Terina Lily Te Tamaki (born 1 May 1997) is a New Zealand rugby union player.

Family and private life
Te Tamaki was born in 1997. Sevens player Isaac Te Tamaki is her elder brother. Teresa Te Tamaki is her cousin. Of Māori descent, Te Tamaki affiliates to the Te Arawa, Waikato and Ngāti Maniapoto iwi. She received her education at Hamilton Girls' High School.

Rugby career
Te Tamaki used to watch her elder brother play rugby for Hamilton Boys' High School and thought the sport was not for her, as it was too scary and had too much contact. But the Girls' High coach, former Black Fern Crystal Kaua, convinced her to start the sport. It became her dream to make it to the 2020 Summer Olympics in Tokyo.
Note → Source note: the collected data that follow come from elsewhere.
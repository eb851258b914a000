//! Session ids and publish phase shared between the signaling task and the
//! keepalive task

use std::sync::atomic::{AtomicBool, AtomicU8, Ordering};

use parking_lot::{RwLock, RwLockReadGuard};

/// Publisher state
///
/// ```text
/// Disconnected --> Connecting: publish()
/// Connecting --> SessionCreated: create success
/// SessionCreated --> HandleAttached: attach success
/// HandleAttached --> Joined: join event
/// Joined --> Negotiating: offer requested
/// Negotiating --> Published: configure answer
/// * --> Disconnected: unpublish, hangup, failure
/// ```
#[derive(Debug, Clone, Copy, PartialEq, Eq, Default)]
#[repr(u8)]
pub enum PublishState {
    #[default]
    Disconnected = 0,
    Connecting = 1,
    SessionCreated = 2,
    HandleAttached = 3,
    Joined = 4,
    Negotiating = 5,
    Published = 6,
}

impl PublishState {
    pub fn from_u8(value: u8) -> Self {
        match value {
            1 => Self::Connecting,
            2 => Self::SessionCreated,
            3 => Self::HandleAttached,
            4 => Self::Joined,
            5 => Self::Negotiating,
            6 => Self::Published,
            _ => Self::Disconnected,
        }
    }

    /// Whether a gateway session exists in this state
    pub fn has_session(&self) -> bool {
        !matches!(self, Self::Disconnected | Self::Connecting)
    }

    /// Whether the publisher is in the room
    pub fn is_joined(&self) -> bool {
        matches!(self, Self::Joined | Self::Negotiating | Self::Published)
    }
}

/// Gateway-assigned ids; 0 means unset
#[derive(Debug, Clone, Copy, Default, PartialEq, Eq)]
pub struct SessionIds {
    pub session_id: u64,
    pub handle_id: u64,
}

/// Mutable session state
///
/// Only the signaling task writes. The keepalive task holds a read guard
/// while it sends, so a writer that returns from [`SessionState::reset`] knows
/// no ping with the old id is in flight.
#[derive(Debug, Default)]
pub struct SessionState {
    ids: RwLock<SessionIds>,
    joined_room: AtomicBool,
    phase: AtomicU8,
}

impl SessionState {
    pub fn new() -> Self {
        Self::default()
    }

    pub fn ids(&self) -> SessionIds {
        *self.ids.read()
    }

    pub fn read_ids(&self) -> RwLockReadGuard<'_, SessionIds> {
        self.ids.read()
    }

    pub fn session_id(&self) -> u64 {
        self.ids.read().session_id
    }

    pub fn handle_id(&self) -> u64 {
        self.ids.read().handle_id
    }

    /// Store a new session; any previous handle belongs to the old session
    pub fn set_session(&self, session_id: u64) {
        let mut ids = self.ids.write();
        ids.session_id = session_id;
        ids.handle_id = 0;
        self.joined_room.store(false, Ordering::SeqCst);
    }

    /// Returns false if there is no session to attach to
    pub fn set_handle(&self, handle_id: u64) -> bool {
        let mut ids = self.ids.write();
        if ids.session_id == 0 {
            return false;
        }
        ids.handle_id = handle_id;
        true
    }

    /// Returns false if no handle is attached
    pub fn set_joined(&self) -> bool {
        let ids = self.ids.read();
        if ids.handle_id == 0 {
            return false;
        }
        self.joined_room.store(true, Ordering::SeqCst);
        true
    }

    pub fn joined_room(&self) -> bool {
        self.joined_room.load(Ordering::SeqCst)
    }

    pub fn phase(&self) -> PublishState {
        PublishState::from_u8(self.phase.load(Ordering::SeqCst))
    }

    pub fn set_phase(&self, phase: PublishState) {
        self.phase.store(phase as u8, Ordering::SeqCst);
    }

    /// Clear ids and membership, returning the ids that were set
    pub fn reset(&self) -> SessionIds {
        let mut ids = self.ids.write();
        let previous = *ids;
        *ids = SessionIds::default();
        self.joined_room.store(false, Ordering::SeqCst);
        self.set_phase(PublishState::Disconnected);
        previous
    }
}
Te Tamaki was contracted to the New Zealand women's sevens team in January 2016 and made her debut at the USA Women's Sevens. She was selected for New Zealand's women's sevens team to the 2016 Summer Olympics. She won a silver medal with the team and broke a New Zealand record held since the 1952 Summer Olympics by becoming the country's youngest female medallist. However, she only held the honour for 18 months until the record broken again by 16-year-old Zoi Sadowski-Synnott at the 2018 Winter Olympics.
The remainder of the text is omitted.